C’est donc entre une Marseille en pleine effervescence révolutionnaire et une Bretagne torturée que l’écrivain inspiré a décidé de planter son scénario. Tout comme dans « La Zone du Dehors » d’Alain Damasio, des visions déjantées mais structurées de ce futur qui décape évoquent le Thomas Dish de « 334 », le Silverberg des « Nomades Urbaines » ou l’acidité d’un Norman Spinrad passés au grand robot mixeur de la révolte. D’une structure narrative comparable à celle utilisée dans la tétralogie noire de John Brunner (« Tous à Zanzibar », « L’Orbite Déchiquetée », « Le Troupeau Aveugle » et « Sur l’Onde de Choc », ouvrages immanquables d’un des très grands de la SF), on retient l’enchaînement des chapitres présentant l’évolution de quelques personnages emblématiques, dont la fusion des destins apportera une conclusion temporaire à ce « Chromozone » . Si la technique d’écriture n’est pas en soit nouvelle et avait même sur la planète SF une bonne soixantaine d’années de retard sur les inventions stylistiques encore plus aventureuses d’un Dos Passos ou d’un James Joyce dans la littérature dite classique, on retiendra surtout la réussite du procédé.
Or pour accomplir ce petit prodige, il faut savoir écrire, raconter une histoire et posséder un style. Toutes choses dont Stéphane Beauverger, soyez-en persuadés, n’est pas démuni. C’est bien simple, on en vient presque à se demander s’il ne s’agit pas d’une traduction d’un auteur anglo-saxon tant les écrivains hexagonaux ne nous avaient point habitué à tant de maîtrise et d’invention.
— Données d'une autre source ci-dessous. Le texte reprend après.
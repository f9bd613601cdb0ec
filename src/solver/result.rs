//! Results of a linear transport solve

use crate::error::Result;
use crate::network::Network;
use crate::physics::{Phase, PropertyKey};
use crate::solver::boundary::BoundaryConditions;
use nalgebra::DVector;
use std::collections::HashMap;

// =================================================================================================
// Transport Result
// =================================================================================================

/// Solved quantity field and everything needed to post-process it
///
/// The result keeps its own copy of the conductances and boundary conditions
/// it was computed with, so rates and effective properties stay consistent
/// even if the algorithm is reconfigured afterwards.
#[derive(Debug, Clone, PartialEq)]
pub struct TransportResult {
    quantity: String,
    conductance: String,
    values: DVector<f64>,
    throat_conductance: DVector<f64>,
    boundary_conditions: BoundaryConditions,
    iterations: usize,
    residual: f64,
    metadata: HashMap<String, String>,
}

impl TransportResult {
    /// Create a new result
    ///
    /// `quantity` and `conductance` are bare property names (no element prefix).
    pub fn new(
        quantity: impl Into<String>,
        conductance: impl Into<String>,
        values: DVector<f64>,
        throat_conductance: DVector<f64>,
        boundary_conditions: BoundaryConditions,
    ) -> Self {
        Self {
            quantity: quantity.into(),
            conductance: conductance.into(),
            values,
            throat_conductance,
            boundary_conditions,
            iterations: 0,
            residual: 0.0,
            metadata: HashMap::new(),
        }
    }

    /// Record solver statistics
    pub fn with_convergence(mut self, iterations: usize, residual: f64) -> Self {
        self.iterations = iterations;
        self.residual = residual;
        self
    }

    /// Name of the solved quantity
    pub fn quantity(&self) -> &str {
        &self.quantity
    }

    /// Full property key of the solved quantity (`pore.<quantity>`)
    pub fn quantity_key(&self) -> String {
        PropertyKey::pore(self.quantity.as_str()).to_string()
    }

    /// Name of the conductance property used
    pub fn conductance(&self) -> &str {
        &self.conductance
    }

    /// Quantity value at every pore
    pub fn values(&self) -> &DVector<f64> {
        &self.values
    }

    /// Conductance of every throat used in the solve
    pub fn throat_conductance(&self) -> &DVector<f64> {
        &self.throat_conductance
    }

    /// Boundary conditions used in the solve
    pub fn boundary_conditions(&self) -> &BoundaryConditions {
        &self.boundary_conditions
    }

    /// Iterations reported by the linear solver
    pub fn iterations(&self) -> usize {
        self.iterations
    }

    /// Relative residual of the solution
    pub fn residual(&self) -> f64 {
        self.residual
    }

    /// Add a metadata entry
    pub fn add_metadata(&mut self, key: impl Into<String>, value: impl Into<String>) {
        self.metadata.insert(key.into(), value.into());
    }

    /// Get a metadata entry
    pub fn metadata(&self, key: &str) -> Option<&str> {
        self.metadata.get(key).map(String::as_str)
    }

    /// Rate through every throat, positive from its first pore to its second
    pub fn throat_rates(&self, network: &Network) -> DVector<f64> {
        DVector::from_iterator(
            network.num_throats(),
            network
                .conns()
                .iter()
                .zip(self.throat_conductance.iter())
                .map(|(&[a, b], g)| g * (self.values[a] - self.values[b])),
        )
    }

    /// Net rate leaving a group of pores into the rest of the network
    ///
    /// Sums `g (x_inside - x_outside)` over every throat with exactly one end
    /// in `pores`. For a Dirichlet face held at the higher value the rate is
    /// positive. For a group without sources it is zero up to solver
    /// accuracy.
    ///
    /// # Errors
    ///
    /// `PoreOutOfRange` for an unknown pore.
    pub fn rate(&self, network: &Network, pores: &[usize]) -> Result<f64> {
        network.check_pores(pores)?;

        let mut inside = vec![false; network.num_pores()];
        for &pore in pores {
            inside[pore] = true;
        }

        let total = network
            .conns()
            .iter()
            .zip(self.throat_conductance.iter())
            .filter(|&(&[a, b], _)| inside[a] != inside[b])
            .map(|(&[a, b], g)| {
                let (from, to) = if inside[a] { (a, b) } else { (b, a) };
                g * (self.values[from] - self.values[to])
            })
            .sum();

        Ok(total)
    }

    /// Write the solved field onto `phase` as `pore.<quantity>`
    pub fn update_phase(&self, phase: &mut Phase) -> Result<()> {
        phase.set(&self.quantity_key(), self.values.clone())
    }
}

// =================================================================================================
// Tests
// =================================================================================================

#[cfg(test)]
mod tests {
    use super::*;
    use crate::solver::BoundaryCondition;

    fn chain() -> Network {
        let coords = (0..4).map(|i| [i as f64, 0.0, 0.0]).collect();
        Network::new(coords, vec![[0, 1], [1, 2], [2, 3]]).unwrap()
    }

    fn result(network: &Network) -> TransportResult {
        let mut bcs = BoundaryConditions::new();
        bcs.set(network, BoundaryCondition::Dirichlet(3.0), &[0]).unwrap();
        bcs.set(network, BoundaryCondition::Dirichlet(0.0), &[3]).unwrap();
        TransportResult::new(
            "mole_fraction",
            "diffusive_conductance",
            DVector::from_vec(vec![3.0, 2.0, 1.0, 0.0]),
            DVector::from_element(3, 2.0),
            bcs,
        )
    }

    #[test]
    fn test_rate_through_faces() {
        let network = chain();
        let result = result(&network);

        assert_eq!(result.rate(&network, &[0]).unwrap(), 2.0);
        assert_eq!(result.rate(&network, &[3]).unwrap(), -2.0);
        assert_eq!(result.rate(&network, &[0, 1, 2, 3]).unwrap(), 0.0);
        assert_eq!(result.rate(&network, &[1, 2]).unwrap(), 0.0);
    }

    #[test]
    fn test_rate_rejects_unknown_pore() {
        let network = chain();
        assert!(result(&network).rate(&network, &[9]).is_err());
    }

    #[test]
    fn test_throat_rates() {
        let network = chain();
        let rates = result(&network).throat_rates(&network);
        assert_eq!(rates, DVector::from_element(3, 2.0));
    }

    #[test]
    fn test_update_phase() {
        let network = chain();
        let mut phase = Phase::new("air", &network);
        let result = result(&network);

        result.update_phase(&mut phase).unwrap();

        assert_eq!(result.quantity_key(), "pore.mole_fraction");
        assert_eq!(phase.values("pore.mole_fraction").unwrap(), *result.values());
    }

    #[test]
    fn test_metadata() {
        let network = chain();
        let mut result = result(&network).with_convergence(1, 1e-16);
        result.add_metadata("solver", "LU decomposition");

        assert_eq!(result.metadata("solver"), Some("LU decomposition"));
        assert_eq!(result.metadata("missing"), None);
        assert_eq!(result.iterations(), 1);
    }
}
//! End-to-end tests of Fickian diffusion on the reference fixtures

use approx::assert_relative_eq;
use pnm_rs::algorithms::FickianDiffusion;
use pnm_rs::error::TransportError;
use pnm_rs::fixtures;
use pnm_rs::physics::Phase;
use pnm_rs::solver::BoundaryCondition;

mod common;
use common::test_helpers::{diffusion_between, relative_error};

#[test]
fn test_reference_effective_diffusivity() {
    let (network, phase) = fixtures::prepared().unwrap();
    let mut diffusion = diffusion_between(&network, &phase, ("top", 0.6), ("bottom", 0.4));

    diffusion.run().unwrap();
    let d_eff = diffusion.calc_effective_diffusivity().unwrap();

    assert_eq!((d_eff * 1000.0).round() / 1000.0, 0.025);
    assert!(relative_error(d_eff, 0.025) < 1e-12);
}

#[test]
fn test_flow_direction_does_not_matter() {
    let (network, phase) = fixtures::prepared().unwrap();

    let mut downward = diffusion_between(&network, &phase, ("top", 0.6), ("bottom", 0.4));
    downward.run().unwrap();

    let mut sideways = diffusion_between(&network, &phase, ("left", 0.4), ("right", 0.6));
    sideways.run().unwrap();

    assert_relative_eq!(
        downward.calc_effective_diffusivity().unwrap(),
        sideways.calc_effective_diffusivity().unwrap(),
        epsilon = 1e-12
    );
}

#[test]
fn test_repeated_runs_are_identical() {
    let (network, phase) = fixtures::prepared().unwrap();

    let values: Vec<f64> = (0..3)
        .map(|_| {
            let mut diffusion = diffusion_between(&network, &phase, ("top", 0.6), ("bottom", 0.4));
            diffusion.run().unwrap();
            diffusion.calc_effective_diffusivity().unwrap()
        })
        .collect();

    assert_eq!(values[0].to_bits(), values[1].to_bits());
    assert_eq!(values[1].to_bits(), values[2].to_bits());
}

#[test]
fn test_effective_diffusivity_is_normalised_effective_property() {
    let network = fixtures::test_network().unwrap();
    let geometry = fixtures::test_geometry(&network).unwrap();
    let mut phase = fixtures::test_phase(&network).unwrap();

    // Non-uniform molar density: the mean is what matters
    let density: Vec<f64> = (0..network.num_pores()).map(|i| 40.0 + (i % 3) as f64).collect();
    let mean = density.iter().sum::<f64>() / density.len() as f64;
    phase.set("pore.molar_density", density).unwrap();
    fixtures::test_physics().regenerate(&network, &geometry, &mut phase).unwrap();

    let mut diffusion = diffusion_between(&network, &phase, ("top", 0.6), ("bottom", 0.4));
    diffusion.run().unwrap();

    let normal = diffusion.transport().calc_eff_prop().unwrap();
    let d_eff = diffusion.calc_effective_diffusivity().unwrap();

    assert_relative_eq!(d_eff, normal / mean, max_relative = 1e-14);
    assert_eq!(diffusion.effective_diffusivity(), Some(d_eff));
}

#[test]
fn test_effective_diffusivity_before_run_fails() {
    let (network, phase) = fixtures::prepared().unwrap();
    let mut diffusion = diffusion_between(&network, &phase, ("top", 0.6), ("bottom", 0.4));

    assert_eq!(
        diffusion.calc_effective_diffusivity(),
        Err(TransportError::NotSolved("FickianDiffusion".to_string()))
    );
    assert_eq!(diffusion.effective_diffusivity(), None);
}

#[test]
fn test_missing_conductance_fails_the_run() {
    // Phase without physics: no throat.diffusive_conductance
    let network = fixtures::test_network().unwrap();
    let phase = fixtures::test_phase(&network).unwrap();
    let mut diffusion = diffusion_between(&network, &phase, ("top", 0.6), ("bottom", 0.4));

    assert_eq!(
        diffusion.run(),
        Err(TransportError::MissingProperty("throat.diffusive_conductance".to_string()))
    );
    assert!(diffusion.result().is_err());
}

#[test]
fn test_unknown_conductance_name_fails_the_run() {
    let (network, phase) = fixtures::prepared().unwrap();
    let mut diffusion = diffusion_between(&network, &phase, ("top", 0.6), ("bottom", 0.4));

    let error = diffusion.run_with("knudsen_conductance", "mole_fraction").unwrap_err();
    assert_eq!(error.to_string(), "Property not found: throat.knudsen_conductance");
}

#[test]
fn test_missing_molar_density() {
    let network = fixtures::test_network().unwrap();
    let mut phase = Phase::new("bare", &network);
    phase.set("throat.diffusive_conductance", 1.0).unwrap();

    let mut diffusion = diffusion_between(&network, &phase, ("top", 0.6), ("bottom", 0.4));
    diffusion.run().unwrap();

    assert_eq!(
        diffusion.calc_effective_diffusivity(),
        Err(TransportError::MissingProperty("pore.molar_density".to_string()))
    );
}

#[test]
fn test_single_dirichlet_value_has_no_effective_property() {
    let (network, phase) = fixtures::prepared().unwrap();
    let mut diffusion = FickianDiffusion::new(&network, &phase);
    diffusion
        .set_boundary_conditions(BoundaryCondition::Dirichlet(0.5), &network.pores("top").unwrap())
        .unwrap();
    diffusion.run().unwrap();

    // Uniform field: everything sits at the single Dirichlet value
    for value in diffusion.result().unwrap().values().iter() {
        assert_relative_eq!(*value, 0.5, epsilon = 1e-12);
    }
    assert!(matches!(
        diffusion.calc_effective_diffusivity(),
        Err(TransportError::InvalidBoundaryConditions(_))
    ));
}

#[test]
fn test_no_boundary_conditions() {
    let (network, phase) = fixtures::prepared().unwrap();
    let mut diffusion = FickianDiffusion::new(&network, &phase);

    assert_eq!(diffusion.run(), Err(TransportError::MissingBoundaryConditions));
}

#[test]
fn test_clearing_boundary_conditions() {
    let (network, phase) = fixtures::prepared().unwrap();
    let mut diffusion = diffusion_between(&network, &phase, ("top", 0.6), ("bottom", 0.4));
    diffusion.run().unwrap();

    diffusion.clear_boundary_conditions();
    assert_eq!(diffusion.run(), Err(TransportError::MissingBoundaryConditions));

    // The earlier result survives a failed run
    assert!(diffusion.calc_effective_diffusivity().is_ok());
}

#[test]
fn test_mole_fraction_profile_and_phase_update() {
    let (network, mut phase) = fixtures::prepared().unwrap();

    let result = {
        let mut diffusion = diffusion_between(&network, &phase, ("top", 0.6), ("bottom", 0.4));
        diffusion.run().unwrap();
        diffusion.into_result().unwrap()
    };

    // Linear between z = 0.5 (0.4) and z = 4.5 (0.6)
    for (pore, coords) in network.coords().iter().enumerate() {
        let expected = 0.4 + 0.05 * (coords[2] - 0.5);
        assert_relative_eq!(result.values()[pore], expected, epsilon = 1e-12);
    }

    result.update_phase(&mut phase).unwrap();
    assert_eq!(phase.values("pore.mole_fraction").unwrap(), *result.values());
}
Chaque chapitre du roman s’ouvre sur une illustration originale de Corinne Billon (très belle couverture également) et sur une expression symbolique du texte, « Il n’y a plus de place en ce monde pour la bêtise » étant la phrase motrice du récit. Le site internet de « Chromozone » vous réservant quelques surprises et un texte inédit .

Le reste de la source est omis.